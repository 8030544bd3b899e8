
use image_host::entities::owner::Owner;
use regex::Regex;
use reqwest::{header, StatusCode};
use serde_json::{json, Value};
use test_utils::*;
use uuid::Uuid;

async fn upload_one(app: &TestApp, owner: &TestOwner, file: TestFile) -> Value {
    let report: Value = app.upload(&owner.token, vec![file]).await.json().await.unwrap();
    report["created"][0].clone()
}

#[actix_rt::test]
async fn public_image_is_served_by_uuid_to_anyone() {
    let app = TestApp::spawn().await;
    let owner = app.create_owner(0);
    let asset = upload_one(&app, &owner, TestFile::new("cat photo.png", "image/png", PNG_1X1)).await;
    let uuid = asset["uuid"].as_str().unwrap();

    let response = app.get(&format!("/i/{}", uuid), None).await;

    assert_eq!(response.status(), StatusCode::OK);
    assert_eq!(response.headers()[header::CONTENT_TYPE], "image/png");
    assert!(response.headers()[header::CACHE_CONTROL].to_str().unwrap().contains("public"));
    assert_eq!(
        response.headers()[header::CONTENT_DISPOSITION],
        "inline; filename*=UTF-8''cat%20photo.png"
    );
    assert_eq!(response.bytes().await.unwrap().as_ref(), PNG_1X1);

    let view: Value = app.get(&format!("/api/i/{}", uuid), None).await.json().await.unwrap();
    assert_eq!(view["image"]["id"], asset["id"]);
    assert_eq!(view["image"]["view_count"], 2);
}

#[actix_rt::test]
async fn private_image_is_only_visible_to_its_owner() {
    let app = TestApp::spawn().await;
    let owner = app.create_owner(0);
    let stranger = app.create_owner(0);
    let asset = upload_one(&app, &owner, TestFile::new("secret.png", "image/png", PNG_1X1)).await;
    let id = asset["id"].as_i64().unwrap();
    let uuid = asset["uuid"].as_str().unwrap();

    let patched = app
        .patch_json(&format!("/api/images/{}", id), &owner.token, json!({ "is_public": false }))
        .await;
    assert_eq!(patched.status(), StatusCode::OK);

    for path in [format!("/i/{}", uuid), format!("/api/i/{}", uuid)] {
        assert_eq!(app.get(&path, None).await.status(), StatusCode::FORBIDDEN);
        assert_eq!(app.get(&path, Some(&stranger.token)).await.status(), StatusCode::FORBIDDEN);
        assert_eq!(app.get(&path, Some("not-a-token")).await.status(), StatusCode::FORBIDDEN);
        assert_eq!(app.get(&path, Some(&owner.token)).await.status(), StatusCode::OK);
    }

    let response = app.get(&format!("/i/{}", uuid), Some(&owner.token)).await;
    assert!(response.headers()[header::CACHE_CONTROL].to_str().unwrap().contains("private"));
}

#[actix_rt::test]
async fn disabled_owner_loses_access_to_private_images() {
    let app = TestApp::spawn().await;
    let owner = app.insert_owner(Owner::new(Uuid::new_v4(), "soon-disabled", 0));
    let asset = upload_one(&app, &owner, TestFile::new("secret.png", "image/png", PNG_1X1)).await;
    let uuid = asset["uuid"].as_str().unwrap();
    app.patch_json(&format!("/api/images/{}", asset["id"]), &owner.token, json!({ "is_public": false }))
        .await;

    let mut disabled = Owner::new(owner.id, "soon-disabled", 0);
    disabled.status = "disabled".to_string();
    app.repo.insert_owner(disabled);

    for path in [format!("/i/{}", uuid), format!("/api/i/{}", uuid)] {
        assert_eq!(app.get(&path, Some(&owner.token)).await.status(), StatusCode::FORBIDDEN);
    }
}

#[actix_rt::test]
async fn deleted_image_is_gone_and_releases_quota() {
    let app = TestApp::spawn().await;
    let owner = app.create_owner(1000);
    let asset = upload_one(&app, &owner, TestFile::png_of_size("gone.png", 500, 7)).await;
    let id = asset["id"].as_i64().unwrap();
    let uuid = asset["uuid"].as_str().unwrap();
    let stored_path = app.repo.all_assets_for(&owner.id)[0].file_path.clone();

    let response = app.delete(&format!("/api/images/{}", id), &owner.token).await;
    assert_eq!(response.status(), StatusCode::OK);

    assert_eq!(app.get(&format!("/i/{}", uuid), Some(&owner.token)).await.status(), StatusCode::NOT_FOUND);
    assert_eq!(app.get(&format!("/api/i/{}", uuid), None).await.status(), StatusCode::NOT_FOUND);
    assert_eq!(app.get(&format!("/api/images/{}", id), Some(&owner.token)).await.status(), StatusCode::NOT_FOUND);
    assert!(!app.storage.path().join(stored_path).exists());

    let quota: Value = app.get("/api/user/quota", Some(&owner.token)).await.json().await.unwrap();
    assert_eq!(quota["used"], 0);
}

#[actix_rt::test]
async fn unknown_and_malformed_identifiers_are_not_found() {
    let app = TestApp::spawn().await;

    let unknown = uuid::Uuid::new_v4();
    assert_eq!(app.get(&format!("/i/{}", unknown), None).await.status(), StatusCode::NOT_FOUND);
    assert_eq!(app.get("/i/not-a-uuid", None).await.status(), StatusCode::NOT_FOUND);
    assert_eq!(app.get("/api/i/not-a-uuid", None).await.status(), StatusCode::NOT_FOUND);
}

#[actix_rt::test]
async fn concurrent_views_are_all_counted() {
    let app = TestApp::spawn().await;
    let owner = app.create_owner(0);
    let asset = upload_one(&app, &owner, TestFile::new("hot.png", "image/png", PNG_1X1)).await;
    let path = format!("/i/{}", asset["uuid"].as_str().unwrap());

    let requests = (0..20).map(|_| app.get(&path, None));
    let responses = futures::future::join_all(requests).await;
    assert!(responses.iter().all(|r| r.status() == StatusCode::OK));

    let view: Value = app
        .get(&format!("/api/images/{}", asset["id"]), Some(&owner.token))
        .await
        .json()
        .await
        .unwrap();
    assert_eq!(view["view_count"], 20);
}

#[actix_rt::test]
async fn links_point_at_the_public_identifier() {
    let app = TestApp::spawn().await;
    let owner = app.create_owner(0);
    let asset = upload_one(&app, &owner, TestFile::new("cat.png", "image/png", PNG_1X1)).await;
    let uuid = asset["uuid"].as_str().unwrap();

    let response: Value = app
        .get(&format!("/api/images/{}/links", asset["id"]), Some(&owner.token))
        .await
        .json()
        .await
        .unwrap();
    let links = &response["links"];
    let url = links["url"].as_str().unwrap();

    assert!(url.ends_with(&format!("/i/{}", uuid)));
    assert_eq!(links["markdown"], format!("![cat.png]({})", url));
    assert_eq!(links["bbcode"], format!("[img]{}[/img]", url));

    let src = Regex::new(r#"src="([^"]+)""#).unwrap();
    let html = links["html"].as_str().unwrap();
    assert_eq!(&src.captures(html).unwrap()[1], url);

    let path = url.trim_start_matches(&app.address);
    let served = app.get(path, None).await;
    assert_eq!(served.status(), StatusCode::OK);
}

#[actix_rt::test]
async fn random_endpoints_only_pick_public_images() {
    let app = TestApp::spawn().await;
    let owner = app.create_owner(0);

    assert_eq!(app.get("/api/random", None).await.status(), StatusCode::NOT_FOUND);

    let hidden = upload_one(&app, &owner, TestFile::png_of_size("hidden.png", 100, 1)).await;
    app.patch_json(&format!("/api/images/{}", hidden["id"]), &owner.token, json!({ "is_public": false }))
        .await;
    let shown = upload_one(&app, &owner, TestFile::png_of_size("shown.png", 100, 2)).await;

    let picked: Value = app.get("/api/random", None).await.json().await.unwrap();
    assert_eq!(picked["image"]["id"], shown["id"]);

    let file = app.get("/api/random/image", None).await;
    assert_eq!(file.status(), StatusCode::OK);
    assert_eq!(file.headers()["X-Image-UUID"], shown["uuid"].as_str().unwrap());

    let redirect = app.get("/api/random/redirect", None).await;
    assert_eq!(redirect.status(), StatusCode::FOUND);
    let location = redirect.headers()[header::LOCATION].to_str().unwrap();
    assert!(location.ends_with(&format!("/i/{}", shown["uuid"].as_str().unwrap())));

    let filtered = app
        .get(&format!("/api/random?user_id={}", uuid::Uuid::new_v4()), None)
        .await;
    assert_eq!(filtered.status(), StatusCode::NOT_FOUND);
}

# BRIEF
Wherever the word "report" turns up in a line of the entries above, copy that line.

# ANSWER TO THIS TASK
    let report: Value = app.upload(&owner.token, vec![file]).await.json().await.unwrap();
    report["created"][0].clone()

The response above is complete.